EXERCISE DATA:

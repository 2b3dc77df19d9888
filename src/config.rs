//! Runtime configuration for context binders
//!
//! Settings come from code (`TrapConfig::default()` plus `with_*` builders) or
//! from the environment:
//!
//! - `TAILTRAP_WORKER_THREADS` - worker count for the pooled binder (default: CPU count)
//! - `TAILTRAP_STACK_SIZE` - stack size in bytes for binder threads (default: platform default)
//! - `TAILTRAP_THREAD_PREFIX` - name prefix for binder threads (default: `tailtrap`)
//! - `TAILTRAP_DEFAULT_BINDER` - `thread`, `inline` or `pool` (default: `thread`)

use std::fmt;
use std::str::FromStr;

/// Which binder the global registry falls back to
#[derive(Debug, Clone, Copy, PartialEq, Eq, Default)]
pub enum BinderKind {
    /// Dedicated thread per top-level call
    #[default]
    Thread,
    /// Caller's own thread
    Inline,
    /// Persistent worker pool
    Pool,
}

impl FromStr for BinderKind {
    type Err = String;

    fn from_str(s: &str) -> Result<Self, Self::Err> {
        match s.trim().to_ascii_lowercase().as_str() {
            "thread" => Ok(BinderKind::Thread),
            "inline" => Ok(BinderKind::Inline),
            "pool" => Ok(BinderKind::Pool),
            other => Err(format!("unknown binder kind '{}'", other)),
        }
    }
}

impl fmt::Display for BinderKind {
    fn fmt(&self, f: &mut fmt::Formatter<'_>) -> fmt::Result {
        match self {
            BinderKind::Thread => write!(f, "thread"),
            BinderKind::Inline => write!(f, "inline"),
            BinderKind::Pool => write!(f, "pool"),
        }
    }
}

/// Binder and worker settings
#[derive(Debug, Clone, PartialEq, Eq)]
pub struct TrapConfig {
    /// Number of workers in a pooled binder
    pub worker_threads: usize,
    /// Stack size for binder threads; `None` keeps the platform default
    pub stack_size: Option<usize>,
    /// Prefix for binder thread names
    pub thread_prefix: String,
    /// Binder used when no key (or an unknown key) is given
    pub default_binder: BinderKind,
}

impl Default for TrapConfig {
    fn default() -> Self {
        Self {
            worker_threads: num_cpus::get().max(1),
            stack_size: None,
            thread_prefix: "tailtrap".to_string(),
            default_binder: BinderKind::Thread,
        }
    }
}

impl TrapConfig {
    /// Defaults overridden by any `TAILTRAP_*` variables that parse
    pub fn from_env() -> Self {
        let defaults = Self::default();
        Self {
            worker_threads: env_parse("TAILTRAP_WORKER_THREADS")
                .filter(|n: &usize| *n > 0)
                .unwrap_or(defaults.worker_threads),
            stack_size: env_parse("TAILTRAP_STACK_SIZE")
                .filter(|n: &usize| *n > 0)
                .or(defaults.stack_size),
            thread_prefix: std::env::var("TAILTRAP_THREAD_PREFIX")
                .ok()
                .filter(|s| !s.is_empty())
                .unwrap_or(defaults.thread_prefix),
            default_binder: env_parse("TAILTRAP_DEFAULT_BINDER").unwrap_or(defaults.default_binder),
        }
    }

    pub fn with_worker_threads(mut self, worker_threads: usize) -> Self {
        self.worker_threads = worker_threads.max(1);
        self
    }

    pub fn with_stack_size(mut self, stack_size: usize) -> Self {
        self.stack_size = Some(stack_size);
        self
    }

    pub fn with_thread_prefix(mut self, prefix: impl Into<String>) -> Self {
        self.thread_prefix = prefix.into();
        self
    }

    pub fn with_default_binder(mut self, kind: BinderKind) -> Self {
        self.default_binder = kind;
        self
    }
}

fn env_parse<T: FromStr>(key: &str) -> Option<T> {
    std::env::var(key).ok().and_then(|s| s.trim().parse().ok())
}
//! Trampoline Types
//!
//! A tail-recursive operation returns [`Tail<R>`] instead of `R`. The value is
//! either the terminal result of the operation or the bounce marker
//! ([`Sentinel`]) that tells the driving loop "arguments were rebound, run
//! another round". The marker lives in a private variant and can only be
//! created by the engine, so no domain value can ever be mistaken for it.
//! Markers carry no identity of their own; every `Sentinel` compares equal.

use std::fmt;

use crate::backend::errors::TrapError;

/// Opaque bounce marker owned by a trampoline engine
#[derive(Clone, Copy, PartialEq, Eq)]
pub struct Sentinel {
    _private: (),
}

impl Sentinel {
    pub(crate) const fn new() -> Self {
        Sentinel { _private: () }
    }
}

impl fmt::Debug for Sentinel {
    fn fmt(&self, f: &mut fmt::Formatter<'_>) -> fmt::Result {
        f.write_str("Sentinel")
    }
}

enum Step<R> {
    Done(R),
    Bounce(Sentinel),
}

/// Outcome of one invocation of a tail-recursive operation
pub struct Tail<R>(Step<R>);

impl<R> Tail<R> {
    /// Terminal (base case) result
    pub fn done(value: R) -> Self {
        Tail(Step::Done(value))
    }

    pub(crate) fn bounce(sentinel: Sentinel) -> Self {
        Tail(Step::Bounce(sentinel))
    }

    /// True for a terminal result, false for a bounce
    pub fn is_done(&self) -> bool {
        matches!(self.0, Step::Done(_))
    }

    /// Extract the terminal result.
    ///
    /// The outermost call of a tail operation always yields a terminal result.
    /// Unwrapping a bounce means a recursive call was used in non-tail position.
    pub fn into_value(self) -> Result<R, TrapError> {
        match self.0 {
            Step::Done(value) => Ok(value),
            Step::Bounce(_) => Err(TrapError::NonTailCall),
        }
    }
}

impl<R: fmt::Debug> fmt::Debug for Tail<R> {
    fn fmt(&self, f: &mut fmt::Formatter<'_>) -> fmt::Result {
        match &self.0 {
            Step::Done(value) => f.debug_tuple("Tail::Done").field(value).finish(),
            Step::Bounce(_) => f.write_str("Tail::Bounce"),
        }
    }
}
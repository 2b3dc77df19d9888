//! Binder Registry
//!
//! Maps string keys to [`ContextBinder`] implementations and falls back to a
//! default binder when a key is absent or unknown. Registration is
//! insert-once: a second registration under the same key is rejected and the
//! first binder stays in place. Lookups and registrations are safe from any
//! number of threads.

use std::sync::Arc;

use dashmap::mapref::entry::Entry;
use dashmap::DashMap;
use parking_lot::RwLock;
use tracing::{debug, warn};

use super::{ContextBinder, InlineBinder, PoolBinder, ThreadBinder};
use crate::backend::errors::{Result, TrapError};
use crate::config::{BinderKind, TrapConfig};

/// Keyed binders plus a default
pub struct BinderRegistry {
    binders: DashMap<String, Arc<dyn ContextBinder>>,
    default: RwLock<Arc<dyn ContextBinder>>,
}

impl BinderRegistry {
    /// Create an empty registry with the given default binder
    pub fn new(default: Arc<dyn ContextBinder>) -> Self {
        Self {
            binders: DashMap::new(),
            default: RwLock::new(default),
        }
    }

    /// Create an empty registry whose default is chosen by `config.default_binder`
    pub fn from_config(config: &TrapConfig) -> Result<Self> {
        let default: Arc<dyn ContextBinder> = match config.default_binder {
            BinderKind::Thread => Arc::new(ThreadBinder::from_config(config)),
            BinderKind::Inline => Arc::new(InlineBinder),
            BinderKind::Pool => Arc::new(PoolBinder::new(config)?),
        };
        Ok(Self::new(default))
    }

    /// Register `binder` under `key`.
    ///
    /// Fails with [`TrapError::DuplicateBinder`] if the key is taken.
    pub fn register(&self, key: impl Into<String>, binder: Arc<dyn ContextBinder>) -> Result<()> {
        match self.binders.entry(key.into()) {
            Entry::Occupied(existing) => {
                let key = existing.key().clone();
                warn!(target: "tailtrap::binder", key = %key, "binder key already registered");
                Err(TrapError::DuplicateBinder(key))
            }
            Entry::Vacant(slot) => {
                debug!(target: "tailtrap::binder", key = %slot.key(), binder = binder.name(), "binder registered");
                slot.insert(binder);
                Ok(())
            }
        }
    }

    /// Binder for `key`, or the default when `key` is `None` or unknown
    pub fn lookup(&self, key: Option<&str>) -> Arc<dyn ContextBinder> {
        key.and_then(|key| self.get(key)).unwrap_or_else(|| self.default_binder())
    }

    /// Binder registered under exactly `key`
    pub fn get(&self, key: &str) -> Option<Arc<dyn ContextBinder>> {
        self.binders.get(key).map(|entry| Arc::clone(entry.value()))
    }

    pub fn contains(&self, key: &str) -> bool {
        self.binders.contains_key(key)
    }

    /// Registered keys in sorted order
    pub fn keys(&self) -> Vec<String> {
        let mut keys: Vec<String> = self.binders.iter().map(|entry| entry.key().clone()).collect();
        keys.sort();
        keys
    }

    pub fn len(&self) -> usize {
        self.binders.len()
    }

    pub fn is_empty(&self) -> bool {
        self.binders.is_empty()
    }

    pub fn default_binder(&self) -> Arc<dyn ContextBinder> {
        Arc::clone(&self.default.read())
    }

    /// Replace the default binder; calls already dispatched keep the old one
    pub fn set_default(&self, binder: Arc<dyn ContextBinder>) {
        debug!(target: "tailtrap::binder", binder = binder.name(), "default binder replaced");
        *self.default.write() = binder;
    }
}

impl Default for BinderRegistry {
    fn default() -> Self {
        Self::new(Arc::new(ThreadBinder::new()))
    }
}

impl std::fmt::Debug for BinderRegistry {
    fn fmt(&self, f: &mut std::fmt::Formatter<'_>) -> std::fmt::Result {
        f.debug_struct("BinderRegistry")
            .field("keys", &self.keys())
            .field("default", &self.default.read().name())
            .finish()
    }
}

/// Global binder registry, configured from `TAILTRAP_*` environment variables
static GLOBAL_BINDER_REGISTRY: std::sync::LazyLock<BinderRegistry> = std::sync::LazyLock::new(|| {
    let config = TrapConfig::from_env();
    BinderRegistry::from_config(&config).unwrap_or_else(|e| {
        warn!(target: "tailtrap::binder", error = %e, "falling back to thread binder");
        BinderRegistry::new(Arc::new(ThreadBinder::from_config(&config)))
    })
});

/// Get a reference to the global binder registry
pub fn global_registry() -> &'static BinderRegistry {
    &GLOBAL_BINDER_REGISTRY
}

WORK TO COMPLETE: Write out, from the lines above, only those from the line with "Markers carry no" to the line with "pub struct Sentinel", exactly as given, including the first and the last.

EXERCISE RESULT:
//! Markers carry no identity of their own; every `Sentinel` compares equal.

use std::fmt;

use crate::backend::errors::TrapError;

/// Opaque bounce marker owned by a trampoline engine
#[derive(Clone, Copy, PartialEq, Eq)]
pub struct Sentinel {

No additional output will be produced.